O projeto que torna a corrupção crime hediondo, que tramita em regime de urgência, está pronto para ser votado no plenário da Câmara dos Deputados, mas o texto não é consenso entre especialistas. A proposta chegou a ser discutida pela comissão de juristas que discutiu a atualização do Código Penal, mas foi rejeitada por 14 dos 15 juristas que participaram do grupo.
"Nós tratamos com mais clareza os crimes contra a administração pública, peculato, concussão, corrupção ativa, passiva, demos um tratamento mais adequado, mais claro. Criamos no anteprojeto o tipo penal do enriquecimento ilícito, que hoje todo mundo comenta, mas jamais pensamos em tratar crime contra a administração pública como crime hediondo", disse à Agência Brasil o ministro do Superior Tribunal de Justiça Gilson Dipp, que presidiu a comissão de juristas.
Para ele, a proposta que torna a corrupção crime hediondo é uma " lei de ocasião". Dipp lembrou que, quando um fato comove a sociedade, imediatamente o Congresso Nacional busca dar um resposta política ou popular, criando novas figuras penais ou endurecendo as penas, mas ressaltou que não é este o caminho. "Não é o tamanho da pena que inibe a prática do crime, e sim a certeza de que [o criminoso] vai ser punido, ou pelo menos, responder a um processo. A sensação de impunidade é que gera todos esses fatores de corrupção, de invasão dos cofres públicos."
Vencido na discussão o procurador da República Luiz Carlos dos Santos Gonçalves, que foi relator da comissão de juristas, é a favor da proposta. Segundo ele, hediondo é aquilo que causa asco, nojo, repulsa, como um sequestro ou um estupro, e na evolução do país isso foi acontecendo com a corrupção. "Por isso, colocar [a corrupção] no hall dos crimes hediondos me pareceu uma coisa acertada", disse ele.
Gonçalves destacou que, ao longo do tempo, houve uma certa tolerância com esse tipo de crime, mas hoje a prática passou a ser inaceitável, como mostram os protestos das ruas. "O país é pobre , mas faz menos com dinheiro do que deveria."
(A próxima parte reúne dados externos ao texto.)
impl<K: Ord, V> RawBTree<K, V> {
    /// Locates a key, returning the node holding it and its index there.
    pub(crate) fn search<Q>(&self, key: &Q) -> Option<(NodeId, usize)>
    where
        K: Borrow<Q>,
        Q: ?Sized + Ord,
    {
        let mut current = self.root?;

        loop {
            let node = self.nodes.get(current);
            match node.search(key) {
                SearchResult::Found(idx) => return Some((current, idx)),
                SearchResult::GoDown(_) if node.is_leaf() => return None,
                SearchResult::GoDown(idx) => current = node.child(idx),
            }
        }
    }

    /// Returns a reference to the value corresponding to the key.
    pub(crate) fn get<Q>(&self, key: &Q) -> Option<&V>
    where
        K: Borrow<Q>,
        Q: ?Sized + Ord,
    {
        let (id, idx) = self.search(key)?;
        Some(self.nodes.get(id).value(idx))
    }

    /// Returns a mutable reference to the value corresponding to the key.
    pub(crate) fn get_mut<Q>(&mut self, key: &Q) -> Option<&mut V>
    where
        K: Borrow<Q>,
        Q: ?Sized + Ord,
    {
        let (id, idx) = self.search(key)?;
        Some(self.nodes.get_mut(id).value_mut(idx))
    }

    /// Inserts an entry, applying `duplicates` if the key is already present.
    pub(crate) fn insert(&mut self, key: K, value: V, duplicates: DuplicatePolicy) -> Insertion<V> {
        let Some(root) = self.root else {
            let mut leaf = Node::new(self.order);
            leaf.push_entry(key, value);
            let root = self.nodes.alloc(leaf);
            self.root = Some(root);
            self.len = 1;
            trace!("allocated root leaf {root:?}");
            return Insertion::Inserted;
        };

        // Descend to the leaf, remembering the way back up.
        let mut path: Path = SmallVec::new();
        let mut current = root;

        loop {
            let node = self.nodes.get(current);
            match node.search(&key) {
                SearchResult::Found(idx) => {
                    return match duplicates {
                        DuplicatePolicy::Ignore => Insertion::Ignored(value),
                        DuplicatePolicy::Replace => {
                            let stored = self.nodes.get_mut(current).value_mut(idx);
                            Insertion::Replaced(core::mem::replace(stored, value))
                        }
                    };
                }
                SearchResult::GoDown(idx) if node.is_leaf() => {
                    self.nodes.get_mut(current).insert_entry(idx, key, value);
                    break;
                }
                SearchResult::GoDown(idx) => {
                    path.push(PathFrame {
                        node: current,
                        child_index: idx,
                    });
                    current = node.child(idx);
                }
            }
        }
        self.len += 1;

        // Unwind, splitting each child that overflowed. A child that did not
        // overflow added nothing to its parent, so the unwind can stop there.
        while let Some(frame) = path.pop() {
            let child = self.nodes.get(frame.node).child(frame.child_index);
            if !self.is_overflowing(child) {
                return Insertion::Inserted;
            }
            self.split_child(frame.node, frame.child_index);
        }

        if self.is_overflowing(root) {
            self.grow_root(root);
        }

        Insertion::Inserted
    }

    /// Removes a key from the tree, returning its entry.
    pub(crate) fn remove<Q>(&mut self, key: &Q) -> Option<(K, V)>
    where
        K: Borrow<Q>,
        Q: ?Sized + Ord,
    {
        let (id, idx) = self.search(key)?;

        let removed = if self.nodes.get(id).is_leaf() {
            self.remove_from_leaf(id, idx)
        } else {
            self.remove_from_internal(id, idx)
        };
        self.len -= 1;

        Some(removed)
    }

    fn remove_from_leaf(&mut self, leaf_id: NodeId, idx: usize) -> (K, V) {
        let removed = self.nodes.get_mut(leaf_id).remove_entry(idx);
        self.rebalance(leaf_id);
        removed
    }

    /// Replaces the entry at `idx` of an internal node with its predecessor when
    /// that leaf can spare an entry, otherwise with its successor, then repairs
    /// the leaf the substitute came from.
    fn remove_from_internal(&mut self, node_id: NodeId, idx: usize) -> (K, V) {
        let node = self.nodes.get(node_id);
        let predecessor_leaf = self.rightmost_leaf(node.child(idx));
        let successor_leaf = self.leftmost_leaf(node.child(idx + 1));

        if self.nodes.get(predecessor_leaf).len() > self.min_keys() {
            let (key, value) = self.nodes.get_mut(predecessor_leaf).pop_entry();
            return self.nodes.get_mut(node_id).replace_entry(idx, key, value);
        }

        let (key, value) = self.nodes.get_mut(successor_leaf).pop_entry_front();
        let removed = self.nodes.get_mut(node_id).replace_entry(idx, key, value);
        self.rebalance(successor_leaf);
        removed
    }
}

#[cfg(test)]
#[cfg_attr(coverage_nightly, coverage(off))]
#[allow(clippy::cast_possible_truncation, clippy::cast_possible_wrap)]
mod tests {
    use super::*;
    use alloc::collections::BTreeMap;
    use alloc::vec;
    use alloc::vec::Vec;
    use proptest::prelude::*;

    fn tree_with(order: usize, keys: &[i32]) -> RawBTree<i32, i32> {
        let mut tree = RawBTree::new(order);
        for &key in keys {
            tree.insert(key, key, DuplicatePolicy::Ignore);
            tree.validate(order).unwrap();
        }
        tree
    }

    /// Keys of every node, level by level, for asserting exact shapes.
    fn shape(tree: &RawBTree<i32, i32>) -> Vec<Vec<Vec<i32>>> {
        let mut levels = Vec::new();
        let mut level: Vec<NodeId> = tree.root().into_iter().collect();
        while !level.is_empty() {
            levels.push(level.iter().map(|&id| tree.node(id).keys().to_vec()).collect());
            level = level.iter().flat_map(|&id| tree.node(id).children().to_vec()).collect();
        }
        levels
    }

    #[test]
    fn root_split_promotes_median() {
        let tree = tree_with(3, &[5, 8, 12]);
        assert_eq!(shape(&tree), vec![vec![vec![8]], vec![vec![5], vec![12]]]);
        assert_eq!(tree.height(), 2);
    }

    #[test]
    fn split_of_even_overflow_keeps_left_smaller() {
        // order 4 overflows at four entries: median index 1
        let tree = tree_with(4, &[1, 2, 3, 4]);
        assert_eq!(shape(&tree), vec![vec![vec![2]], vec![vec![1], vec![3, 4]]]);
    }

    #[test]
    fn duplicate_policy() {
        let mut tree = tree_with(3, &[1, 2, 3]);
        assert_eq!(tree.insert(2, 20, DuplicatePolicy::Ignore), Insertion::Ignored(20));
        assert_eq!(tree.get(&2), Some(&2));
        assert_eq!(tree.insert(2, 20, DuplicatePolicy::Replace), Insertion::Replaced(2));
        assert_eq!(tree.get(&2), Some(&20));
        assert_eq!(tree.len(), 3);
    }

    #[test]
    fn leaf_borrows_from_left_sibling() {
        //      [3]
        //  [1 2]   [4]
        let mut tree = tree_with(3, &[1, 3, 4, 2]);
        assert_eq!(shape(&tree), vec![vec![vec![3]], vec![vec![1, 2], vec![4]]]);

        assert_eq!(tree.remove(&4), Some((4, 4)));
        tree.validate(3).unwrap();
        assert_eq!(shape(&tree), vec![vec![vec![2]], vec![vec![1], vec![3]]]);
    }

    #[test]
    fn leaf_borrows_from_right_sibling() {
        //    [2]
        //  [1]  [3 4]
        let mut tree = tree_with(3, &[1, 2, 3, 4]);
        assert_eq!(shape(&tree), vec![vec![vec![2]], vec![vec![1], vec![3, 4]]]);

        assert_eq!(tree.remove(&1), Some((1, 1)));
        tree.validate(3).unwrap();
        assert_eq!(shape(&tree), vec![vec![vec![3]], vec![vec![2], vec![4]]]);
    }

    #[test]
    fn merge_collapses_root() {
        let mut tree = tree_with(3, &[1, 2, 3]);
        assert_eq!(tree.remove(&3), Some((3, 3)));
        tree.validate(3).unwrap();
        assert_eq!(shape(&tree), vec![vec![vec![1, 2]]]);
        assert_eq!(tree.height(), 1);
        assert_eq!(tree.node_count(), 1);
    }

    #[test]
    fn internal_key_prefers_spare_predecessor() {
        //    [3]
        //  [1 2]  [4]
        let mut tree = tree_with(3, &[1, 3, 4, 2]);
        assert_eq!(tree.remove(&3), Some((3, 3)));
        tree.validate(3).unwrap();
        assert_eq!(shape(&tree), vec![vec![vec![2]], vec![vec![1], vec![4]]]);
    }

    #[test]
    fn internal_key_falls_back_to_successor() {
        //    [2]
        //  [1]  [3 4]
        let mut tree = tree_with(3, &[1, 2, 3, 4]);
        assert_eq!(tree.remove(&2), Some((2, 2)));
        tree.validate(3).unwrap();
        assert_eq!(shape(&tree), vec![vec![vec![3]], vec![vec![1], vec![4]]]);
    }

    #[test]
    fn removing_everything_frees_every_node() {
        let keys: Vec<i32> = (0..200).collect();
        let mut tree = tree_with(3, &keys);
        for key in keys.iter().rev() {
            assert_eq!(tree.remove(key), Some((*key, *key)));
            tree.validate(3).unwrap();
        }
        assert!(tree.is_empty());
        assert_eq!(tree.root(), None);
        assert_eq!(tree.node_count(), 0);
        assert_eq!(tree.height(), 0);
    }

    #[test]
    fn remove_absent_key_is_noop() {
        let mut tree = tree_with(3, &[10, 20, 30, 40]);
        let before = shape(&tree);
        assert_eq!(tree.remove(&25), None);
        assert_eq!(shape(&tree), before);
        assert_eq!(RawBTree::<i32, i32>::new(3).remove(&1), None);
    }

    #[derive(Clone, Debug)]
    enum Op {
        Insert(i32),
        Remove(i32),
    }

    fn op_strategy() -> impl Strategy<Value = Op> {
        prop_oneof![
            3 => (0i32..1000).prop_map(Op::Insert),
            2 => (0i32..1000).prop_map(Op::Remove),
        ]
    }

    proptest! {
        #![proptest_config(ProptestConfig::with_cases(50))]

        #[test]
        fn tree_matches_model(order in 3usize..9, ops in prop::collection::vec(op_strategy(), 0..500)) {
            let mut tree: RawBTree<i32, i32> = RawBTree::new(order);
            let mut model: BTreeMap<i32, i32> = BTreeMap::new();

            for (step, op) in ops.into_iter().enumerate() {
                let step = step as i32;
                match op {
                    Op::Insert(key) => {
                        let inserted = tree.insert(key, step, DuplicatePolicy::Ignore) == Insertion::Inserted;
                        prop_assert_eq!(inserted, !model.contains_key(&key));
                        model.entry(key).or_insert(step);
                    }
                    Op::Remove(key) => {
                        prop_assert_eq!(tree.remove(&key), model.remove_entry(&key));
                    }
                }
                prop_assert_eq!(tree.validate(order), Ok(()));
                prop_assert_eq!(tree.len(), model.len());
            }

            for (key, value) in &model {
                prop_assert_eq!(tree.get(key), Some(value));
            }
        }
    }
}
Sobre a eficácia da proposta no combate à corrupção, Gonçalves é cauteloso, admitindo que o projeto é apenas "um passo para o o caminho certo". Para ele, a medida deve ser combinada com ações de transparência total nos gastos do Poder Público e que estimulem as denúncias à Justiça.
Aprovado no Senado no primeiro semestre deste ano, além de aumentar as penas e prever punições maiores para integrantes do Executivo, do Legislativo e do Judiciário que cometerem o delito, o Projeto 5.900/13 acaba com a possibilidade de anistia, graça, indulto ou liberdade sob pagamento de fiança para os condenados. Pelo texto, também fica mais rigoroso o acesso a benefícios como livramento condicional e progressão de regime.
De acordo com a projeto, a pena para crimes desse tipo seria de quatro a 12 anos de reclusão e multa. Em todos os casos, a pena é aumentada em até um terço, se o crime for cometido por agente político ou ocupante de cargo efetivo de carreira de estado.
Além da proposta do Senado, mais oito matérias sobre o tema tramitam na Câmara e, por isso, a expectativa é que o projeto seja modificado. O deputado Fábio Trad (PMDB-MS), que foi relator, na Comissão de Constituição e Justiça, da proposta mais avançada na Casa, deve apresentar um texto substitutivo ao do Senado, aproveitando as principais sugestões de todos os projetos em tramitação.